* **Requirement**:
Look through the data below. Pick out the lines holding the string "separation".

Start of Material supplied

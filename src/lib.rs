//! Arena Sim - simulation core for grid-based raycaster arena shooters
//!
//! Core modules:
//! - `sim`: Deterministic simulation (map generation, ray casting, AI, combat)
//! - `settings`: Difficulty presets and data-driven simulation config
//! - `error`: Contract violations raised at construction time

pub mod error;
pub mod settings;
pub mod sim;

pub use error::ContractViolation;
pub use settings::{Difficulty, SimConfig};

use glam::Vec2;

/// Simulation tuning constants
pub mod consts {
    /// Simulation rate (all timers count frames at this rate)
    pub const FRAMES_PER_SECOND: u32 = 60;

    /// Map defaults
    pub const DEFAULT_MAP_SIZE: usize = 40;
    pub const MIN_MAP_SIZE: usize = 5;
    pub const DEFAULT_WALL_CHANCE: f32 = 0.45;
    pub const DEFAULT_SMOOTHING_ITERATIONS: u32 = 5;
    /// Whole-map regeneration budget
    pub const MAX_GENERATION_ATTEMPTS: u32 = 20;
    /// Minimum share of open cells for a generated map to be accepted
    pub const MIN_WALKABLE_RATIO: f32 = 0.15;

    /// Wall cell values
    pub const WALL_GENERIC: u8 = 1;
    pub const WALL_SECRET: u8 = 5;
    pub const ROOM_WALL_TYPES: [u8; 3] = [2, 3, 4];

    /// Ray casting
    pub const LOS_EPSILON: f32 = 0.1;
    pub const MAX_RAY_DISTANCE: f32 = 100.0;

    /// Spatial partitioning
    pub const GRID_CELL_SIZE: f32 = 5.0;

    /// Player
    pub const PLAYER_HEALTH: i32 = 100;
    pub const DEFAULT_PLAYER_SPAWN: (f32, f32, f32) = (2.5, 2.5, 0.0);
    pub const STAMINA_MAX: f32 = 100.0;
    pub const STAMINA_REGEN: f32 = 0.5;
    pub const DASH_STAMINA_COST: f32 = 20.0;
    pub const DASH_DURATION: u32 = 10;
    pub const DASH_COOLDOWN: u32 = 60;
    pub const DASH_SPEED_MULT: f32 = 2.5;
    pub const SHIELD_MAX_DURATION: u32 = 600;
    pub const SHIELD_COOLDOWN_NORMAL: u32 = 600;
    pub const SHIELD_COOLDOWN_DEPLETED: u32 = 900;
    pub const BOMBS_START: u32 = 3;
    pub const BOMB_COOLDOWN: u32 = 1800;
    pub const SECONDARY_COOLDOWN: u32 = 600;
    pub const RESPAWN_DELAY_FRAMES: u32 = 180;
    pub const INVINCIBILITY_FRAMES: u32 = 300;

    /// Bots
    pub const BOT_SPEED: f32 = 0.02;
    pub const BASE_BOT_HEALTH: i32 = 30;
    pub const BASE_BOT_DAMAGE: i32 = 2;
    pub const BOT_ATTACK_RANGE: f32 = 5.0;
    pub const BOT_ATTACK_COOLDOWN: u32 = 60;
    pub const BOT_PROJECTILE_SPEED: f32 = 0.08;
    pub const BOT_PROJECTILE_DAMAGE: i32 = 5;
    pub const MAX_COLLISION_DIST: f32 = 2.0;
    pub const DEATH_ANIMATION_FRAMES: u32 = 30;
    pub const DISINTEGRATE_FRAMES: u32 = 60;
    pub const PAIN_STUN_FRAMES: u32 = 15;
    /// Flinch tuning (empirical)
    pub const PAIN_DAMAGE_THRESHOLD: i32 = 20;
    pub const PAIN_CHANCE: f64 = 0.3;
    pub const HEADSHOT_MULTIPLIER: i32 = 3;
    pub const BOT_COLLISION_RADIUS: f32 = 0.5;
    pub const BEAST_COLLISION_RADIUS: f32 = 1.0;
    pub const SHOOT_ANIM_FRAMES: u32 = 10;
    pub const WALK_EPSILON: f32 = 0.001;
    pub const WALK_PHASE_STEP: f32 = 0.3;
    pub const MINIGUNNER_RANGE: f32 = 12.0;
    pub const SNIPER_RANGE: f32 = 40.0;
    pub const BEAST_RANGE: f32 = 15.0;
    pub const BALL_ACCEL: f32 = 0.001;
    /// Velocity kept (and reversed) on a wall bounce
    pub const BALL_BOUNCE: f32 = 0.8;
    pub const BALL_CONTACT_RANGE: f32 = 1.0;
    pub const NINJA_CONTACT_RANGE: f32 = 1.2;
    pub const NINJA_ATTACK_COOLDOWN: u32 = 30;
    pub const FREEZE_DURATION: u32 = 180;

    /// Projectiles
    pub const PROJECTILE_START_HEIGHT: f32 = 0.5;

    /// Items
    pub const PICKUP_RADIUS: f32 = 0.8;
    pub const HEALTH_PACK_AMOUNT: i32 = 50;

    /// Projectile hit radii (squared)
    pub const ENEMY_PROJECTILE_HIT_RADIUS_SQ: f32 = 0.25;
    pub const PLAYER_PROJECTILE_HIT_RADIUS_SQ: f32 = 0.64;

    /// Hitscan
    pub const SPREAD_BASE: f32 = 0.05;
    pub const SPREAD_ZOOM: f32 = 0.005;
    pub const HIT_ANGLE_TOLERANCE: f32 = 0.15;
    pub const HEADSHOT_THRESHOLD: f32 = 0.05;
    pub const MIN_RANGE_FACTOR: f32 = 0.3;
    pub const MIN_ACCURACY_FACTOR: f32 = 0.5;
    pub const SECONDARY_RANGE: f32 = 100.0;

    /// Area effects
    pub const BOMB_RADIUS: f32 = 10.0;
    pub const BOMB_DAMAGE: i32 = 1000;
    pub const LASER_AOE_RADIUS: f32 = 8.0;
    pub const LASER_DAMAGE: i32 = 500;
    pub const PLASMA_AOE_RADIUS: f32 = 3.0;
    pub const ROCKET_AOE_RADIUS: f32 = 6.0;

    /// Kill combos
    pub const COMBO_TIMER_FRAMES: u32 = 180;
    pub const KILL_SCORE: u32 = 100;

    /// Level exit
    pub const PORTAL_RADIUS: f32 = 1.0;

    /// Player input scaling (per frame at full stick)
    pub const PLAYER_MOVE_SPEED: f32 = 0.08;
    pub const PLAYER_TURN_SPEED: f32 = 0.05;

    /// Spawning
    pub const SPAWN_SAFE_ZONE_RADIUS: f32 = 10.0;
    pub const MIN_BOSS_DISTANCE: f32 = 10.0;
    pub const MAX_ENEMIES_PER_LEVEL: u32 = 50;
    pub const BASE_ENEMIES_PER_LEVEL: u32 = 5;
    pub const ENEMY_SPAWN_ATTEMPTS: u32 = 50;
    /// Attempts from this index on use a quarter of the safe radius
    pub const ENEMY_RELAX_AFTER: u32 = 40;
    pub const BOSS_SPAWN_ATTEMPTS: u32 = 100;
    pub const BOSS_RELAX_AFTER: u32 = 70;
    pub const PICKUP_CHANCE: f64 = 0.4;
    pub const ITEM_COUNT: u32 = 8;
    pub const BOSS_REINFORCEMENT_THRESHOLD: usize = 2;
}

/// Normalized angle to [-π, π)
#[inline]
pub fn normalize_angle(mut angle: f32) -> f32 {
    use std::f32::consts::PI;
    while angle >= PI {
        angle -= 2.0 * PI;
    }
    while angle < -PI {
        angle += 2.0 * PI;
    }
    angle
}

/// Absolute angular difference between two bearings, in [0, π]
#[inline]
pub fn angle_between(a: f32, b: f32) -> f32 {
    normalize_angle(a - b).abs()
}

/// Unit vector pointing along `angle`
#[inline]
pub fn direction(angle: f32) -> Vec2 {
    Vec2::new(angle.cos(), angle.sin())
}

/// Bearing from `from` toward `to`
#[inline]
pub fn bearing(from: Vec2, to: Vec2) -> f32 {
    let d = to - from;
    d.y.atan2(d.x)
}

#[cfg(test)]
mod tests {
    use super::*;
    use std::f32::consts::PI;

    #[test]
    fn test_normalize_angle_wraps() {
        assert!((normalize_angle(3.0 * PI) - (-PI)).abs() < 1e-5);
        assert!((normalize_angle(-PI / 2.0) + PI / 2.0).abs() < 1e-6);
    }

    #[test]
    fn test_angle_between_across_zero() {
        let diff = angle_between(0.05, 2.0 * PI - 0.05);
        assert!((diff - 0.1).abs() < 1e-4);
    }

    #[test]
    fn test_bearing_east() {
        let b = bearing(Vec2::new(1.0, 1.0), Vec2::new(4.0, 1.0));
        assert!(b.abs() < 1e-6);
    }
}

End of Material supplied
Start of Material supplied

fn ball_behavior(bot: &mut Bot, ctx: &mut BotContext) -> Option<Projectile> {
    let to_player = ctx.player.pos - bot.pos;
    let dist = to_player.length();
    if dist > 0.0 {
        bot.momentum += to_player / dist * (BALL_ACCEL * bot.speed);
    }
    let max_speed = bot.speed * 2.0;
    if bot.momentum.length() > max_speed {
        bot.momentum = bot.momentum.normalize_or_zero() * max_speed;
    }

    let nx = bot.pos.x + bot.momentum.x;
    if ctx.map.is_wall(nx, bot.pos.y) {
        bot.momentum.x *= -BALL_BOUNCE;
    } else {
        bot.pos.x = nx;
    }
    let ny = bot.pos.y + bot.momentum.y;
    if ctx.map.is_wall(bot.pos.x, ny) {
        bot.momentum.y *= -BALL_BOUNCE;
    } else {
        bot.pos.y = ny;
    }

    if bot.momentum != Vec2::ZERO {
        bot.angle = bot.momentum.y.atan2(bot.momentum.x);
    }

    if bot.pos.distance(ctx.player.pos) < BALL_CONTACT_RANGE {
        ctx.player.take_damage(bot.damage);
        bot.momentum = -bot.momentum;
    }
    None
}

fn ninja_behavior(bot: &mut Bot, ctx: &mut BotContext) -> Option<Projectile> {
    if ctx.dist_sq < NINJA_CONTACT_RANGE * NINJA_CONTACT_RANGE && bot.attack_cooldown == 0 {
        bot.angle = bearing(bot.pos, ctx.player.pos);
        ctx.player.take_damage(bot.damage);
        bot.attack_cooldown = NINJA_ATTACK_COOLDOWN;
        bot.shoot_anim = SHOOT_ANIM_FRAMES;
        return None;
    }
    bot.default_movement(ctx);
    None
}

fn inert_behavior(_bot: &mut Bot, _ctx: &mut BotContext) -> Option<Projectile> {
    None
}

End of Material supplied
Start of Material supplied

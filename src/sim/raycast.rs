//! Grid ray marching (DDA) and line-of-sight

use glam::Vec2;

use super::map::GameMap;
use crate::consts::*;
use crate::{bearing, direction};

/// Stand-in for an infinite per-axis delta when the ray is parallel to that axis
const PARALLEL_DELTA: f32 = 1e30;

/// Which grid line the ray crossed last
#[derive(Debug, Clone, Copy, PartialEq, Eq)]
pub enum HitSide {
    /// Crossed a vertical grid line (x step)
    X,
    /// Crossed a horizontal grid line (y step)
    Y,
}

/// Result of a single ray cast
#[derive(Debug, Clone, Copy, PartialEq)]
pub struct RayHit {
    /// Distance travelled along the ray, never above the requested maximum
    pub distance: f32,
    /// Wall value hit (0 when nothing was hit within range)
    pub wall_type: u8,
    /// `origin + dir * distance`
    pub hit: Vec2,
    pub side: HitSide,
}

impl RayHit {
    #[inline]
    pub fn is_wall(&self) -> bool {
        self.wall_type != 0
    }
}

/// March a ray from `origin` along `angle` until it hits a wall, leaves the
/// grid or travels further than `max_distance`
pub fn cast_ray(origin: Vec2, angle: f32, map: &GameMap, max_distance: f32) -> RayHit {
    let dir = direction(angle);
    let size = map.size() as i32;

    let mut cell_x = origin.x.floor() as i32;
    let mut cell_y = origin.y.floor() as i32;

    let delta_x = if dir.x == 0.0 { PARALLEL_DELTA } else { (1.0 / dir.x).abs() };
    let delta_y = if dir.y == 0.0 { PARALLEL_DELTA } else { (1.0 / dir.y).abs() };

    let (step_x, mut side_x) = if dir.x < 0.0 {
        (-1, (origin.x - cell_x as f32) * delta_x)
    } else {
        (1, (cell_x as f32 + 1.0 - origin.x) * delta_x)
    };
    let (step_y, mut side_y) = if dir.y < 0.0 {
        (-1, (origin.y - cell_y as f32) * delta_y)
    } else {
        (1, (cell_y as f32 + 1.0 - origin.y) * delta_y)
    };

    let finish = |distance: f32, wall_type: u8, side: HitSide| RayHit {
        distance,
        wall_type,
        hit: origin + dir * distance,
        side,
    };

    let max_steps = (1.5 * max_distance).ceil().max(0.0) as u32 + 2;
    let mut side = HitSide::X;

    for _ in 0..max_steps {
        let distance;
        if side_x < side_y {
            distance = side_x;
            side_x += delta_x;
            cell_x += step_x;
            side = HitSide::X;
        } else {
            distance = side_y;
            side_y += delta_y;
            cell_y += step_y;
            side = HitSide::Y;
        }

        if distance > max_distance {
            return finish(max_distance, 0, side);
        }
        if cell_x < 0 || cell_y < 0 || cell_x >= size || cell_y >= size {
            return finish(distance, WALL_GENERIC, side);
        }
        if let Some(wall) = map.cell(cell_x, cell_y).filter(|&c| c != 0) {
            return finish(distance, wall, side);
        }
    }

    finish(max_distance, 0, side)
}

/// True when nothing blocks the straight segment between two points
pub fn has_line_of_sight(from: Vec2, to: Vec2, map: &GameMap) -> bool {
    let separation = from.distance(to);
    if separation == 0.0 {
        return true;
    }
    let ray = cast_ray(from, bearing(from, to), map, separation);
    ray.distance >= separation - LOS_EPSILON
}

End of Material supplied

* **Result for this task**:
    let separation = from.distance(to);
    if separation == 0.0 {
    let ray = cast_ray(from, bearing(from, to), map, separation);
    ray.distance >= separation - LOS_EPSILON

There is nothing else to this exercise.